Localization Of Cys(133) Of Rabbit Skeletal Troponin-L With Respect To Troponin-C By Resonance Energy Transfer

We have used the technique of resonance energy transfer in conjunction with distance geometry analysis to localize Cys(133) of troponin-l (Tnl) with respect to troponin-C (TnC) in the ternary troponin complex and the binary TnC.Tnl complex in the presence and absence of Ca2+. Cys(133) of Tnl was chosen because our previous work has shown that the region of Tnl containing this residue undergoes Ca2+-dependent movements between actin and TnC, and may play an important role in the regulatory function of troponin.
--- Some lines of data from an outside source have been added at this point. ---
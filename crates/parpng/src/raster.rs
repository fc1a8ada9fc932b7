/*
 * Copyright (c) 2023.
 *
 * This software is free software; You can redistribute it or modify it under terms of the MIT, Apache License or Zlib license
 */

//! Read only access to caller owned pixels

use parpng_core::bit_depth::BitDepth;
use parpng_core::colorspace::ColorSpace;

use crate::constants::MAX_DIMENSION;
use crate::error::PngEncodeErrors;

/// Geometry and sample layout of an image to encode
///
/// Rows are `row_stride` bytes apart in the pixel buffer, only the first
/// `width * channels * bit_depth / 8` bytes of each row are encoded.
/// 16 bit samples are expected in big endian order.
#[derive(Debug, Copy, Clone, Eq, PartialEq)]
pub struct ImageDescriptor {
    width:      u32,
    height:     u32,
    bit_depth:  u8,
    channels:   u8,
    row_stride: usize
}

impl ImageDescriptor {
    /// Describe a tightly packed image
    ///
    /// # Example
    /// ```
    /// use parpng::ImageDescriptor;
    ///
    /// let desc = ImageDescriptor::new(10, 4, 16, 3);
    /// assert_eq!(desc.row_stride(), 60);
    /// ```
    pub fn new(width: u32, height: u32, bit_depth: u8, channels: u8) -> ImageDescriptor {
        let row_stride = (width as usize)
            .saturating_mul(usize::from(channels))
            .saturating_mul(usize::from(bit_depth / 8));

        ImageDescriptor {
            width,
            height,
            bit_depth,
            channels,
            row_stride
        }
    }

    /// Set the distance in bytes between the starts of two rows
    pub fn set_row_stride(mut self, row_stride: usize) -> ImageDescriptor {
        self.row_stride = row_stride;
        self
    }

    pub const fn width(&self) -> u32 {
        self.width
    }

    pub const fn height(&self) -> u32 {
        self.height
    }

    pub const fn bit_depth(&self) -> u8 {
        self.bit_depth
    }

    pub const fn channels(&self) -> u8 {
        self.channels
    }

    pub const fn row_stride(&self) -> usize {
        self.row_stride
    }
}

/// A validated view over the pixel buffer
///
/// Creating the view checks every layout constraint, after that
/// rows can be handed out to any number of threads.
#[derive(Copy, Clone)]
pub struct RasterView<'a> {
    data:       &'a [u8],
    width:      usize,
    height:     usize,
    depth:      BitDepth,
    colorspace: ColorSpace,
    row_bytes:  usize,
    row_stride: usize
}

impl<'a> RasterView<'a> {
    /// Wrap `data` checking it matches `desc`
    ///
    /// # Errors
    /// [`PngEncodeErrors::InvalidLayout`] if the dimensions, depth or
    /// channel count are unsupported, the stride is shorter than a row,
    /// or the buffer does not hold `height * row_stride` bytes
    pub fn new(data: &'a [u8], desc: &ImageDescriptor) -> Result<RasterView<'a>, PngEncodeErrors> {
        let layout_err = |reason: String| Err(PngEncodeErrors::InvalidLayout(reason));

        if desc.width == 0 || desc.height == 0 {
            return layout_err(format!(
                "Zero sized image, width {} height {}",
                desc.width, desc.height
            ));
        }
        if desc.width > MAX_DIMENSION || desc.height > MAX_DIMENSION {
            return layout_err(format!(
                "Dimensions {}x{} exceed the png limit of {MAX_DIMENSION}",
                desc.width, desc.height
            ));
        }
        let Some(depth) = BitDepth::from_bits(desc.bit_depth) else {
            return layout_err(format!(
                "Unsupported bit depth {}, expected 8 or 16",
                desc.bit_depth
            ));
        };
        let Some(colorspace) = ColorSpace::from_num_components(desc.channels) else {
            return layout_err(format!(
                "Unsupported channel count {}, expected 1 to 4",
                desc.channels
            ));
        };
        let width = desc.width as usize;
        let height = desc.height as usize;

        let Some(row_bytes) = width
            .checked_mul(colorspace.num_components())
            .and_then(|x| x.checked_mul(depth.size_of()))
        else {
            return layout_err("Row size overflows".to_string());
        };

        if desc.row_stride < row_bytes {
            return layout_err(format!(
                "Row stride {} is smaller than a row of {row_bytes} bytes",
                desc.row_stride
            ));
        }
        let Some(expected) = desc.row_stride.checked_mul(height) else {
            return layout_err("Image size overflows".to_string());
        };
        if data.len() < expected {
            return layout_err(format!(
                "Buffer holds {} bytes, expected at least {expected}",
                data.len()
            ));
        }

        Ok(RasterView {
            data,
            width,
            height,
            depth,
            colorspace,
            row_bytes,
            row_stride: desc.row_stride
        })
    }

    /// The full `row_stride` bytes of row `i`, padding included
    ///
    /// # Panics
    /// If `i >= height`
    #[inline]
    pub fn row(&self, i: usize) -> &'a [u8] {
        assert!(i < self.height, "row {i} out of bounds");
        let start = i * self.row_stride;
        &self.data[start..start + self.row_stride]
    }

    /// The encoded bytes of row `i`, padding excluded
    #[inline]
    pub fn pixels(&self, i: usize) -> &'a [u8] {
        &self.row(i)[..self.row_bytes]
    }

    pub const fn width(&self) -> usize {
        self.width
    }

    pub const fn height(&self) -> usize {
        self.height
    }

    pub const fn depth(&self) -> BitDepth {
        self.depth
    }

    pub const fn colorspace(&self) -> ColorSpace {
        self.colorspace
    }

    /// Bytes per complete pixel, the stride of the filter predictors
    pub const fn bpp(&self) -> usize {
        self.colorspace.num_components() * self.depth.size_of()
    }

    /// Bytes of pixel data in a row
    pub const fn row_bytes(&self) -> usize {
        self.row_bytes
    }
}

#[cfg(test)]
mod tests {
    use super::{ImageDescriptor, RasterView};
    use crate::error::PngEncodeErrors;

    #[test]
    fn strided_rows() {
        let data: Vec<u8> = (0..24).collect();
        let desc = ImageDescriptor::new(2, 3, 8, 3).set_row_stride(8);
        let view = RasterView::new(&data, &desc).unwrap();

        assert_eq!(view.bpp(), 3);
        assert_eq!(view.row(1), &data[8..16]);
        assert_eq!(view.pixels(2), &[16, 17, 18, 19, 20, 21]);
    }

    #[test]
    fn rejects_bad_layouts() {
        let data = vec![0_u8; 64];
        let bad = [
            ImageDescriptor::new(4, 4, 8, 1).set_row_stride(3),
            ImageDescriptor::new(0, 4, 8, 1),
            ImageDescriptor::new(4, 4, 4, 1),
            ImageDescriptor::new(4, 4, 8, 5),
            ImageDescriptor::new(4, 4, 16, 4),
            ImageDescriptor::new(u32::MAX, 1, 8, 1)
        ];
        for desc in bad {
            assert!(
                matches!(
                    RasterView::new(&data, &desc),
                    Err(PngEncodeErrors::InvalidLayout(_))
                ),
                "{desc:?}"
            );
        }
    }

    #[test]
    fn last_row_may_not_be_short() {
        // height * row_stride bytes are required even though the
        // padding of the last row is never read
        let desc = ImageDescriptor::new(3, 2, 8, 1).set_row_stride(4);
        assert!(RasterView::new(&[0; 7], &desc).is_err());
        assert!(RasterView::new(&[0; 8], &desc).is_ok());
    }
}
For this purpose, a Tnl mutant with a single Cys at position 133, and TnC mutants, each with a single Cys at positions 5, 12, 21, 41, 49, 89, 98, 133, and 158, were constructed by site-directed mutagenesis. The distances between Tnl Cys(133) and each of the nine residues in TnC were then measured. Using a least-squares minimization procedure, we determined the position of Tnl Cys(133) in the coordinate system of the crystal structure of TnC. Our results show that in the presence of Ca2+, Tnl Cys(133) is located near residue 12 beneath the N-terminal lobe of TnC, and moves away by 12.6 Angstrom upon the removal of Ca2+. Tnl Cys(133) and the region of TnC that undergoes major change in conformation in response to Ca2+ are located roughly on opposite sides of TnC's central helix. This suggests that the region in Tnl that undergoes Ca2+-dependent interaction with TnC is distinct from that interacting with actin.